TASK DETAILS: The response should be an exact copy of every record.

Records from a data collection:
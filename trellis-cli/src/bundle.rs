use anyhow::{Context, Result};
use serde::Deserialize;
use std::fs;
use std::path::Path;
use trellis_render::{RenderTemplateCmd, TemplateId};

/// A JSON template bundle: component templates, the root host view and the
/// page the host view is rendered into.
#[derive(Debug, Default, Deserialize)]
pub struct Bundle {
    #[serde(default)]
    pub components: Vec<ComponentEntry>,
    #[serde(default)]
    pub host: Vec<RenderTemplateCmd>,
    #[serde(default)]
    pub document: DocumentEntry,
}

#[derive(Debug, Deserialize)]
pub struct ComponentEntry {
    pub id: TemplateId,
    pub commands: Vec<RenderTemplateCmd>,
    #[serde(default)]
    pub styles: Vec<String>,
}

#[derive(Debug, Default, Deserialize)]
pub struct DocumentEntry {
    /// Materialised into `<body>` before the host view is built.
    #[serde(default)]
    pub body: Vec<RenderTemplateCmd>,
}

impl Bundle {
    pub fn from_path(path: &Path) -> Result<Self> {
        let source = fs::read_to_string(path)
            .with_context(|| format!("Failed to read bundle: {}", path.display()))?;
        serde_json::from_str(&source)
            .with_context(|| format!("Failed to parse bundle: {}", path.display()))
    }
}

#[cfg(test)]
mod tests {
    use super::*;
    use std::io::Write;

    #[test]
    fn test_load_bundle_from_file() {
        let mut file = tempfile::NamedTempFile::new().unwrap();
        write!(
            file,
            r#"{{
                "components": [{{ "id": 1, "commands": [{{ "kind": "text", "value": "hi" }}] }}],
                "host": [
                    {{ "kind": "begin_component", "name": "app-root", "template_id": 1 }},
                    {{ "kind": "end_component" }}
                ]
            }}"#
        )
        .unwrap();

        let bundle = Bundle::from_path(file.path()).unwrap();
        assert_eq!(bundle.components.len(), 1);
        assert!(bundle.components[0].styles.is_empty());
        assert_eq!(bundle.host.len(), 2);
        assert!(bundle.document.body.is_empty());
    }

    #[test]
    fn test_malformed_bundle_names_the_file() {
        let mut file = tempfile::NamedTempFile::new().unwrap();
        write!(file, "{{ \"host\": 3 }}").unwrap();

        let err = Bundle::from_path(file.path()).unwrap_err();
        assert!(err.to_string().contains("Failed to parse bundle"));
    }
}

WRITTEN SOLUTION:
filename trellis-cli/src/bundle.rs
use anyhow::{Context, Result};
use serde::Deserialize;
use std::fs;
use std::path::Path;
use trellis_render::{RenderTemplateCmd, TemplateId};

/// A JSON template bundle: component templates, the root host view and the
/// page the host view is rendered into.
#[derive(Debug, Default, Deserialize)]
pub struct Bundle {
    #[serde(default)]
    pub components: Vec<ComponentEntry>,
    #[serde(default)]
    pub host: Vec<RenderTemplateCmd>,
    #[serde(default)]
    pub document: DocumentEntry,
}

#[derive(Debug, Deserialize)]
pub struct ComponentEntry {
    pub id: TemplateId,
    pub commands: Vec<RenderTemplateCmd>,
    #[serde(default)]
    pub styles: Vec<String>,
}

#[derive(Debug, Default, Deserialize)]
pub struct DocumentEntry {
    /// Materialised into `<body>` before the host view is built.
    #[serde(default)]
    pub body: Vec<RenderTemplateCmd>,
}

impl Bundle {
    pub fn from_path(path: &Path) -> Result<Self> {
        let source = fs::read_to_string(path)
            .with_context(|| format!("Failed to read bundle: {}", path.display()))?;
        serde_json::from_str(&source)
            .with_context(|| format!("Failed to parse bundle: {}", path.display()))
    }
}

#[cfg(test)]
mod tests {
    use super::*;
    use std::io::Write;

    #[test]
    fn test_load_bundle_from_file() {
        let mut file = tempfile::NamedTempFile::new().unwrap();
        write!(
            file,
            r#"{{
                "components": [{{ "id": 1, "commands": [{{ "kind": "text", "value": "hi" }}] }}],
                "host": [
                    {{ "kind": "begin_component", "name": "app-root", "template_id": 1 }},
                    {{ "kind": "end_component" }}
                ]
            }}"#
        )
        .unwrap();

        let bundle = Bundle::from_path(file.path()).unwrap();
        assert_eq!(bundle.components.len(), 1);
        assert!(bundle.components[0].styles.is_empty());
        assert_eq!(bundle.host.len(), 2);
        assert!(bundle.document.body.is_empty());
    }

    #[test]
    fn test_malformed_bundle_names_the_file() {
        let mut file = tempfile::NamedTempFile::new().unwrap();
        write!(file, "{{ \"host\": 3 }}").unwrap();

        let err = Bundle::from_path(file.path()).unwrap_err();
        assert!(err.to_string().contains("Failed to parse bundle"));
    }
}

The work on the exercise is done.